use clap::builder::PossibleValuesParser;
use clap::{Parser, Subcommand};
use std::path::PathBuf;

#[derive(Parser)]
#[command(name = "artifactl")]
#[command(version)]
#[command(about = "Configure an Artifactory instance declaratively or call its REST API directly", long_about = None)]
#[command(propagate_version = true)]
pub struct Cli {
    /// Verbosity level
    #[arg(short, long, action = clap::ArgAction::Count, global = true)]
    pub verbose: u8,

    /// Suppress non-essential output
    #[arg(short, long, global = true)]
    pub quiet: bool,

    /// Target server or base Artifactory URL
    #[arg(short = 's', long, global = true)]
    pub server: Option<String>,

    /// Username for Artifactory authentication
    #[arg(short = 'u', long, global = true)]
    pub username: Option<String>,

    /// Password for Artifactory authentication (prompted when absent)
    #[arg(short = 'p', long, global = true)]
    pub password: Option<String>,

    #[command(subcommand)]
    pub command: Command,
}

#[derive(Subcommand)]
pub enum Command {
    /// Apply a declarative configuration file to a target instance
    Apply(ApplyArgs),

    /// Instance-level reads: {health,information,configuration}
    #[command(subcommand)]
    Artifactory(InstanceAction),

    /// Manage the instance License: {information,install}
    #[command(subcommand)]
    License(LicenseAction),

    /// Manage Users: {list,detail,create,update,delete}
    #[command(subcommand)]
    Users(UserAction),

    /// Manage Groups: {list,detail,create,update,delete}
    #[command(subcommand)]
    Groups(GroupAction),

    /// Manage Repositories: {list,detail,create,update,delete}
    #[command(subcommand)]
    Repositories(RepositoryAction),

    /// Manage Permissions: {list,detail,create,delete}
    #[command(subcommand)]
    Permissions(PermissionAction),
}

// ============================================================================
// Batch-apply mode
// ============================================================================

#[derive(Parser)]
pub struct ApplyArgs {
    /// Configuration JSON file
    #[arg(short = 'c', long = "configFile")]
    pub config_file: Option<PathBuf>,

    /// Target server or base Artifactory URL
    #[arg(short = 't', long = "targetServer")]
    pub target_server: Option<String>,

    /// Allow creates to replace any conflicting resources
    #[arg(short = 'D', long)]
    pub destructive: bool,

    /// Prevent replacement of conflicting resources; overrides destructive
    #[arg(short = 'S', long)]
    pub safe: bool,

    /// Include debug information in output
    #[arg(long)]
    pub debug: bool,
}

// ============================================================================
// Ad-hoc single-call mode
// ============================================================================

#[derive(Subcommand)]
pub enum InstanceAction {
    /// Get the Health Status of the instance
    Health,
    /// Get Information about the instance
    Information,
    /// Get the Configuration of the instance
    Configuration,
}

#[derive(Subcommand)]
pub enum LicenseAction {
    /// Get information about the current License
    Information,
    /// Install a License Key contained in a file
    Install {
        /// File containing the License Key to install
        #[arg(long = "keyFile")]
        key_file: PathBuf,
    },
}

#[derive(Subcommand)]
pub enum UserAction {
    /// List all Users
    List,
    /// Get the details of a User
    Detail {
        /// Username to return the details of
        #[arg(long)]
        name: String,
    },
    /// Create or replace a User from a JSON file
    Create {
        /// JSON file with the User payload; its base name (minus extension)
        /// is used as the Username
        #[arg(long = "userFile")]
        user_file: PathBuf,
    },
    /// Update an existing User from a JSON file
    Update {
        /// JSON file with the User payload; its base name (minus extension)
        /// is used as the Username
        #[arg(long = "userFile")]
        user_file: PathBuf,
    },
    /// Delete a User
    Delete {
        /// Username to delete
        #[arg(long)]
        name: String,
    },
}

#[derive(Subcommand)]
pub enum GroupAction {
    /// List all Groups
    List,
    /// Get the details of a Group
    Detail {
        /// Groupname to return the details of
        #[arg(long)]
        name: String,
    },
    /// Create or replace a Group from a JSON file
    Create {
        /// JSON file with the Group payload; its base name (minus extension)
        /// is used as the Groupname
        #[arg(long = "groupFile")]
        group_file: PathBuf,
    },
    /// Update an existing Group from a JSON file
    Update {
        /// JSON file with the Group payload; its base name (minus extension)
        /// is used as the Groupname
        #[arg(long = "groupFile")]
        group_file: PathBuf,
    },
    /// Delete a Group
    Delete {
        /// Groupname to delete
        #[arg(long)]
        name: String,
    },
}

#[derive(Subcommand)]
pub enum RepositoryAction {
    /// List all Repositories, or all Repositories of a specific type
    List {
        /// Type of repositories to return; all types when not specified
        #[arg(long = "type", value_parser = PossibleValuesParser::new(["local", "remote", "virtual"]))]
        repo_type: Option<String>,
    },
    /// Get the configuration of a Repository
    Detail {
        /// Key of the Repository to return the configuration of
        #[arg(long)]
        key: String,
    },
    /// Create or replace a Repository from a JSON file
    Create {
        /// JSON file with the Repository payload; its base name (minus
        /// extension) is used as the Key
        #[arg(long = "repositoryFile")]
        repository_file: PathBuf,
    },
    /// Update an existing Repository from a JSON file
    Update {
        /// JSON file with the Repository payload; its base name (minus
        /// extension) is used as the Key
        #[arg(long = "repositoryFile")]
        repository_file: PathBuf,
    },
    /// Delete a Repository
    Delete {
        /// Key of the Repository to delete
        #[arg(long)]
        key: String,
    },
}

#[derive(Subcommand)]
pub enum PermissionAction {
    /// List all Permissions
    List,
    /// Get the details of a Permission
    Detail {
        /// Permission name to return the details of
        #[arg(long)]
        name: String,
    },
    /// Create a Permission from a JSON file
    Create {
        /// JSON file with the Permission payload; its base name (minus
        /// extension) is used as the Permission name
        #[arg(long = "permissionFile")]
        permission_file: PathBuf,
    },
    /// Delete a Permission
    Delete {
        /// Permission name to delete
        #[arg(long)]
        name: String,
    },
}

#[cfg(test)]
mod tests {
    use super::*;
    use clap::CommandFactory;

    #[test]
    fn cli_definition_is_consistent() {
        Cli::command().debug_assert();
    }

    #[test]
    fn apply_accepts_original_flag_spellings() {
        let cli = Cli::try_parse_from([
            "artifactl",
            "apply",
            "--configFile",
            "art.json",
            "--targetServer",
            "art.example.com",
            "-u",
            "admin",
            "-D",
        ])
        .unwrap();
        match cli.command {
            Command::Apply(args) => {
                assert_eq!(args.config_file.unwrap().to_str(), Some("art.json"));
                assert_eq!(args.target_server.as_deref(), Some("art.example.com"));
                assert!(args.destructive);
                assert!(!args.safe);
            }
            _ => panic!("expected apply"),
        }
        assert_eq!(cli.username.as_deref(), Some("admin"));
    }

    #[test]
    fn adhoc_users_create_takes_user_file() {
        let cli = Cli::try_parse_from([
            "artifactl",
            "--server",
            "art.example.com",
            "users",
            "create",
            "--userFile",
            "testuser.json",
        ])
        .unwrap();
        assert_eq!(cli.server.as_deref(), Some("art.example.com"));
        match cli.command {
            Command::Users(UserAction::Create { user_file }) => {
                assert_eq!(user_file.to_str(), Some("testuser.json"));
            }
            _ => panic!("expected users create"),
        }
    }

    #[test]
    fn repository_list_type_is_restricted() {
        assert!(
            Cli::try_parse_from([
                "artifactl",
                "repositories",
                "list",
                "--type",
                "federated"
            ])
            .is_err()
        );
        let cli =
            Cli::try_parse_from(["artifactl", "repositories", "list", "--type", "local"]).unwrap();
        match cli.command {
            Command::Repositories(RepositoryAction::List { repo_type }) => {
                assert_eq!(repo_type.as_deref(), Some("local"));
            }
            _ => panic!("expected repositories list"),
        }
    }
}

****

● **Your assignment**: Among the lines of the listing above, which ones hold "Manage"? Copy them.

● **Expected output**:
    /// Manage the instance License: {information,install}
    /// Manage Users: {list,detail,create,update,delete}
    /// Manage Groups: {list,detail,create,update,delete}
    /// Manage Repositories: {list,detail,create,update,delete}
    /// Manage Permissions: {list,detail,create,delete}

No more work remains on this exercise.